◆ DATA PROVIDED:
//! HTTP display and control endpoint
//!
//! Read-only JSON views of the event log, region set and current position,
//! Prometheus text metrics at /metrics, and region add/remove routed through
//! the monitor's command channel. Uses hyper for the HTTP server.

use crate::domain::types::{Coordinate, GeoRegion, Position, RegionId};
use crate::infra::metrics::{Metrics, MetricsSummary, METRICS_BUCKET_BOUNDS, METRICS_NUM_BUCKETS};
use crate::services::event_log::EventLogReader;
use crate::services::monitor::{CommandError, MonitorHandle};
use crate::services::registry::{RegistryError, RegistryView};
use bytes::Bytes;
use http_body_util::{BodyExt, Full};
use hyper::body::Body;
use hyper::server::conn::http1;
use hyper::service::service_fn;
use hyper::{Method, Request, Response, StatusCode};
use hyper_util::rt::TokioIo;
use percent_encoding::percent_decode_str;
use serde::{Deserialize, Serialize};
use std::convert::Infallible;
use std::fmt::Write;
use std::net::SocketAddr;
use std::sync::Arc;
use tokio::net::TcpListener;
use tokio::sync::watch;
use tracing::{error, info};

/// Everything the endpoint reads from or sends to
pub struct HttpState {
    pub site_id: String,
    pub events: EventLogReader,
    pub regions: RegistryView,
    pub position: watch::Receiver<Option<Position>>,
    pub metrics: Arc<Metrics>,
    pub handle: MonitorHandle,
    pub default_radius_m: f64,
}

/// Prometheus metric type
enum MetricType {
    Counter,
    Gauge,
}

impl MetricType {
    fn as_str(&self) -> &'static str {
        match self {
            MetricType::Counter => "counter",
            MetricType::Gauge => "gauge",
        }
    }
}

/// Write a simple metric (counter or gauge) with site label
fn write_metric(
    output: &mut String,
    name: &str,
    help: &str,
    typ: MetricType,
    site: &str,
    val: u64,
) {
    let _ = writeln!(output, "# HELP {name} {help}");
    let _ = writeln!(output, "# TYPE {name} {}", typ.as_str());
    let _ = writeln!(output, "{name}{{site=\"{site}\"}} {val}");
}

/// Write a histogram metric with buckets, sum, and count
fn write_histogram(
    output: &mut String,
    name: &str,
    help: &str,
    site: &str,
    buckets: &[u64; METRICS_NUM_BUCKETS],
    avg: u64,
) {
    let _ = writeln!(output, "# HELP {name} {help}");
    let _ = writeln!(output, "# TYPE {name} histogram");

    let mut cumulative = 0u64;
    for (i, &bound) in METRICS_BUCKET_BOUNDS.iter().enumerate() {
        cumulative += buckets[i];
        let _ = writeln!(output, "{name}_bucket{{site=\"{site}\",le=\"{bound}\"}} {cumulative}");
    }
    cumulative += buckets[METRICS_NUM_BUCKETS - 1];
    let _ = writeln!(output, "{name}_bucket{{site=\"{site}\",le=\"+Inf\"}} {cumulative}");

    let count: u64 = buckets.iter().sum();
    let _ = writeln!(output, "{name}_sum{{site=\"{site}\"}} {}", avg * count);
    let _ = writeln!(output, "{name}_count{{site=\"{site}\"}} {count}");
}

/// Format metrics in Prometheus text exposition format
pub fn format_prometheus_metrics(metrics: &Metrics, event_log_size: usize, site_id: &str) -> String {
    let summary = metrics.report(event_log_size);
    let mut output = String::with_capacity(4096);

    write_signal_metrics(&mut output, site_id, &summary);
    write_transition_metrics(&mut output, site_id, &summary);
    write_drop_metrics(&mut output, site_id, &summary);

    output
}

fn write_signal_metrics(output: &mut String, site: &str, summary: &MetricsSummary) {
    write_metric(
        output,
        "geofence_signals_total",
        "Total location signals processed",
        MetricType::Counter,
        site,
        summary.signals_total,
    );
    write_histogram(
        output,
        "geofence_signal_latency_us",
        "Signal handling latency in microseconds",
        site,
        &summary.lat_buckets,
        summary.avg_latency_us,
    );
    write_metric(
        output,
        "geofence_signal_latency_p99_us",
        "99th percentile signal handling latency",
        MetricType::Gauge,
        site,
        summary.lat_p99_us,
    );
    write_metric(
        output,
        "geofence_position_updates_total",
        "Position fixes applied",
        MetricType::Counter,
        site,
        summary.position_updates_total,
    );
    write_metric(
        output,
        "geofence_location_errors_total",
        "Service-level location errors",
        MetricType::Counter,
        site,
        summary.location_errors_total,
    );
}

fn write_transition_metrics(output: &mut String, site: &str, summary: &MetricsSummary) {
    write_metric(
        output,
        "geofence_entered_total",
        "Region entries recorded",
        MetricType::Counter,
        site,
        summary.entered_total,
    );
    write_metric(
        output,
        "geofence_exited_total",
        "Region exits recorded",
        MetricType::Counter,
        site,
        summary.exited_total,
    );
    write_metric(
        output,
        "geofence_monitoring_failures_total",
        "Monitoring failures recorded",
        MetricType::Counter,
        site,
        summary.failures_total,
    );
    write_metric(
        output,
        "geofence_unknown_region_total",
        "Transitions dropped for regions not monitored",
        MetricType::Counter,
        site,
        summary.unknown_region_total,
    );
    write_metric(
        output,
        "geofence_regions_monitored",
        "Regions currently monitored",
        MetricType::Gauge,
        site,
        summary.regions_monitored,
    );
    write_metric(
        output,
        "geofence_event_log_size",
        "Events held in the event log",
        MetricType::Gauge,
        site,
        summary.event_log_size as u64,
    );
}

fn write_drop_metrics(output: &mut String, site: &str, summary: &MetricsSummary) {
    write_metric(
        output,
        "geofence_signals_dropped_total",
        "Signals dropped due to channel full",
        MetricType::Counter,
        site,
        summary.signals_dropped,
    );
    write_metric(
        output,
        "geofence_render_dropped_total",
        "Render requests dropped due to channel full",
        MetricType::Counter,
        site,
        summary.render_dropped,
    );
    write_metric(
        output,
        "geofence_region_rejections_total",
        "Region add requests rejected",
        MetricType::Counter,
        site,
        summary.region_rejections_total,
    );
}

/// Body of `POST /regions`
#[derive(Debug, Deserialize)]
struct AddRegionRequest {
    id: Option<String>,
    lat: f64,
    lon: f64,
    radius_m: Option<f64>,
}

/// Build a region from a `POST /regions` body
///
/// Without an `id` the identifier is derived from the center coordinate.
pub fn parse_add_region(body: &[u8], default_radius_m: f64) -> Result<GeoRegion, String> {
    let req: AddRegionRequest = serde_json::from_slice(body).map_err(|e| e.to_string())?;
    let center = Coordinate::new(req.lat, req.lon);
    let radius_m = req.radius_m.unwrap_or(default_radius_m);
    let region = match req.id {
        Some(id) => GeoRegion::new(id, center, radius_m),
        None => GeoRegion::at_center(center, radius_m),
    };
    region.map_err(|e| e.to_string())
}

/// HTTP status for a failed region command
pub fn status_for(err: &CommandError) -> StatusCode {
    match err {
        CommandError::Registry(RegistryError::CapacityExceeded { .. }) => StatusCode::CONFLICT,
        CommandError::Registry(RegistryError::DuplicateIdentifier(_)) => StatusCode::CONFLICT,
        CommandError::Registry(RegistryError::NotFound(_)) => StatusCode::NOT_FOUND,
        CommandError::Registry(RegistryError::MonitoringUnavailable) => {
            StatusCode::SERVICE_UNAVAILABLE
        }
        CommandError::Registry(RegistryError::Rejected { .. }) => StatusCode::BAD_GATEWAY,
        CommandError::MonitorStopped => StatusCode::SERVICE_UNAVAILABLE,
    }
}

/// Region id from a percent-encoded path segment
///
/// None if the decoded bytes are not UTF-8.
pub fn region_id_from_path(segment: &str) -> Option<RegionId> {
    percent_decode_str(segment).decode_utf8().ok().map(|id| RegionId::from(id.into_owned()))
}

#[derive(Serialize)]
struct ErrorBody<'a> {
    ok: bool,
    error: &'a str,
}

fn text_response(status: StatusCode, body: &'static str) -> Response<Full<Bytes>> {
    Response::builder()
        .status(status)
        .body(Full::new(Bytes::from(body)))
        .expect("static response should not fail")
}

fn json_response<T: Serialize + ?Sized>(status: StatusCode, value: &T) -> Response<Full<Bytes>> {
    match serde_json::to_vec(value) {
        Ok(body) => Response::builder()
            .status(status)
            .header("Content-Type", "application/json")
            .header("Access-Control-Allow-Origin", "*")
            .body(Full::new(Bytes::from(body)))
            .expect("static response should not fail"),
        Err(e) => {
            error!(error = %e, "http_json_encode_failed");
            text_response(StatusCode::INTERNAL_SERVER_ERROR, "Internal Server Error")
        }
    }
}

fn error_response(status: StatusCode, error: &str) -> Response<Full<Bytes>> {
    json_response(status, &ErrorBody { ok: false, error })
}

fn command_response(result: Result<(), CommandError>) -> Response<Full<Bytes>> {
    match result {
        Ok(()) => json_response(StatusCode::OK, &serde_json::json!({ "ok": true })),
        Err(e) => error_response(status_for(&e), &e.to_string()),
    }
}

/// Handle HTTP requests
pub async fn handle_request<B>(
    req: Request<B>,
    state: Arc<HttpState>,
) -> Result<Response<Full<Bytes>>, Infallible>
where
    B: Body,
    B::Error: std::fmt::Display,
{
    let method = req.method().clone();
    let path = req.uri().path().to_string();

    let response = match (&method, path.as_str()) {
        (&Method::GET, "/health") => text_response(StatusCode::OK, "ok"),
        (&Method::GET, "/metrics") => {
            let body =
                format_prometheus_metrics(&state.metrics, state.events.count(), &state.site_id);
            Response::builder()
                .status(StatusCode::OK)
                .header("Content-Type", "text/plain; version=0.0.4; charset=utf-8")
                .body(Full::new(Bytes::from(body)))
                .expect("static response should not fail")
        }
        (&Method::GET, "/events") => json_response(StatusCode::OK, &state.events.snapshot()),
        (&Method::GET, p) if p.starts_with("/events/") => {
            match p["/events/".len()..].parse::<usize>() {
                Ok(index) => match state.events.event_at(index) {
                    Ok(event) => json_response(StatusCode::OK, &event),
                    Err(e) => error_response(StatusCode::NOT_FOUND, &e.to_string()),
                },
                Err(_) => error_response(StatusCode::BAD_REQUEST, "invalid event index"),
            }
        }
        (&Method::GET, "/regions") => json_response(StatusCode::OK, &state.regions.list()),
        (&Method::GET, "/position") => {
            let position = *state.position.borrow();
            json_response(StatusCode::OK, &position)
        }
        (&Method::POST, "/regions") => match req.into_body().collect().await {
            Ok(collected) => {
                match parse_add_region(&collected.to_bytes(), state.default_radius_m) {
                    Ok(region) => {
                        let id = region.id().clone();
                        let result = state.handle.add_region(region).await;
                        info!(region = %id, ok = %result.is_ok(), "http_add_region");
                        command_response(result)
                    }
                    Err(e) => error_response(StatusCode::BAD_REQUEST, &e),
                }
            }
            Err(e) => error_response(StatusCode::BAD_REQUEST, &e.to_string()),
        },
        (&Method::GET, p) if p.starts_with("/regions/") => {
            match region_id_from_path(&p["/regions/".len()..]) {
                Some(id) => match state.regions.get(&id) {
                    Some(region) => json_response(StatusCode::OK, &region),
                    None => {
                        error_response(StatusCode::NOT_FOUND, &format!("region {id} not found"))
                    }
                },
                None => error_response(StatusCode::BAD_REQUEST, "invalid region id"),
            }
        }
        (&Method::DELETE, p) if p.starts_with("/regions/") => {
            match region_id_from_path(&p["/regions/".len()..]) {
                Some(id) => {
                    let result = state.handle.remove_region(id.clone()).await;
                    info!(region = %id, ok = %result.is_ok(), "http_remove_region");
                    command_response(result)
                }
                None => error_response(StatusCode::BAD_REQUEST, "invalid region id"),
            }
        }
        // CORS preflight for region control
        (&Method::OPTIONS, p) if p.starts_with("/regions") => Response::builder()
            .status(StatusCode::OK)
            .header("Access-Control-Allow-Origin", "*")
            .header("Access-Control-Allow-Methods", "GET, POST, DELETE, OPTIONS")
            .header("Access-Control-Allow-Headers", "Content-Type")
            .body(Full::new(Bytes::from("")))
            .expect("static response should not fail"),
        _ => text_response(StatusCode::NOT_FOUND, "Not Found"),
    };

    Ok(response)
}

/// Start the HTTP server
pub async fn start_http_server(
    port: u16,
    state: Arc<HttpState>,
    mut shutdown: watch::Receiver<bool>,
) -> Result<(), Box<dyn std::error::Error + Send + Sync>> {
    let addr = SocketAddr::from(([0, 0, 0, 0], port));
    let listener = TcpListener::bind(addr).await?;

    info!(port = %port, site = %state.site_id, "http_server_started");

    loop {
        tokio::select! {
            result = listener.accept() => {
                match result {
                    Ok((stream, _addr)) => {
                        let io = TokioIo::new(stream);
                        let state = state.clone();

                        tokio::spawn(async move {
                            let service = service_fn(move |req| {
                                let state = state.clone();
                                async move { handle_request(req, state).await }
                            });

                            if let Err(e) = http1::Builder::new()
                                .serve_connection(io, service)
                                .await
                            {
                                error!(error = %e, "http_connection_error");
                            }
                        });
                    }
                    Err(e) => {
                        error!(error = %e, "http_accept_error");
                    }
                }
            }
            _ = shutdown.changed() => {
                if *shutdown.borrow() {
                    info!("http_server_shutdown");
                    return Ok(());
                }
            }
        }
    }
}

◆ TASK DETAILS: Search the lines above for the string "GeoRegion" and copy each line that has it.

◆ SOLVED EXERCISE:
use crate::domain::types::{Coordinate, GeoRegion, Position, RegionId};
pub fn parse_add_region(body: &[u8], default_radius_m: f64) -> Result<GeoRegion, String> {
        Some(id) => GeoRegion::new(id, center, radius_m),
        None => GeoRegion::at_center(center, radius_m),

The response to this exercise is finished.